------ Source data

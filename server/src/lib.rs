//! FocusLab REST service.
//!
//! Accounts, per-user task and habit storage, and an AI motivation endpoint,
//! served over axum with a SQLite store.

pub mod auth;
pub mod error;
mod handlers;
pub mod router;
pub mod state;

use anyhow::{Context, Result};
use axum::http::HeaderValue;
use focuslab_config::{AiSettings, ServerSettings};
use focuslab_providers::GeminiClient;
use focuslab_store::Store;
use tokio::net::TcpListener;

pub use auth::{AuthUser, TokenKeys};
pub use error::ApiError;
pub use router::api_router;
pub use state::AppState;

/// Build the Gemini client, if a key is configured.
pub fn motivator(ai: Option<&AiSettings>) -> Result<Option<GeminiClient>> {
    let Some(ai) = ai else {
        tracing::warn!("No Gemini API key configured; motivation uses a canned message");
        return Ok(None);
    };
    let mut client = GeminiClient::new(&ai.api_key, &ai.model)?;
    if let Some(base_url) = &ai.base_url {
        client = client.with_base_url(base_url);
    }
    Ok(Some(client))
}

/// Open the store, bind, and serve until Ctrl-C / SIGTERM.
pub async fn serve(settings: ServerSettings) -> Result<()> {
    if !settings.jwt_secret_configured {
        tracing::warn!(
            "No JWT secret configured; tokens will not survive a restart"
        );
    }

    let cors_origin = HeaderValue::from_str(&settings.cors_origin)
        .with_context(|| format!("invalid CORS origin '{}'", settings.cors_origin))?;

    let database = settings.database.clone();
    let store = tokio::task::spawn_blocking(move || Store::open(&database))
        .await?
        .with_context(|| format!("failed to open database {}", settings.database.display()))?;

    let state = AppState::new(
        store,
        TokenKeys::new(&settings.jwt_secret, settings.token_ttl_minutes),
        motivator(settings.ai.as_ref())?,
    );
    let router = api_router(state, cors_origin);

    let listener = TcpListener::bind(&settings.bind)
        .await
        .with_context(|| format!("failed to bind {}", settings.bind))?;
    tracing::info!(bind = %settings.bind, "FocusLab API listening");

    axum::serve(listener, router)
        .with_graceful_shutdown(shutdown_signal())
        .await
        .context("server error")?;
    tracing::info!("Server stopped");
    Ok(())
}

async fn shutdown_signal() {
    let ctrl_c = async {
        if let Err(e) = tokio::signal::ctrl_c().await {
            tracing::warn!(error = %e, "Failed to listen for Ctrl-C");
            std::future::pending::<()>().await;
        }
    };

    #[cfg(unix)]
    let terminate = async {
        use tokio::signal::unix::{SignalKind, signal};
        match signal(SignalKind::terminate()) {
            Ok(mut sigterm) => {
                sigterm.recv().await;
            }
            Err(e) => {
                tracing::warn!(error = %e, "Failed to register SIGTERM handler");
                std::future::pending::<()>().await;
            }
        }
    };
    #[cfg(not(unix))]
    let terminate = std::future::pending::<()>();

    tokio::select! {
        () = ctrl_c => tracing::info!("Received Ctrl-C, shutting down"),
        () = terminate => tracing::info!("Received SIGTERM, shutting down"),
    }
}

------------

• **Exercise description**: Search the entries above for "tokio". Return every line that has it.

• **Completed exercise**:
use tokio::net::TcpListener;
    let store = tokio::task::spawn_blocking(move || Store::open(&database))
        if let Err(e) = tokio::signal::ctrl_c().await {
        use tokio::signal::unix::{SignalKind, signal};
    tokio::select! {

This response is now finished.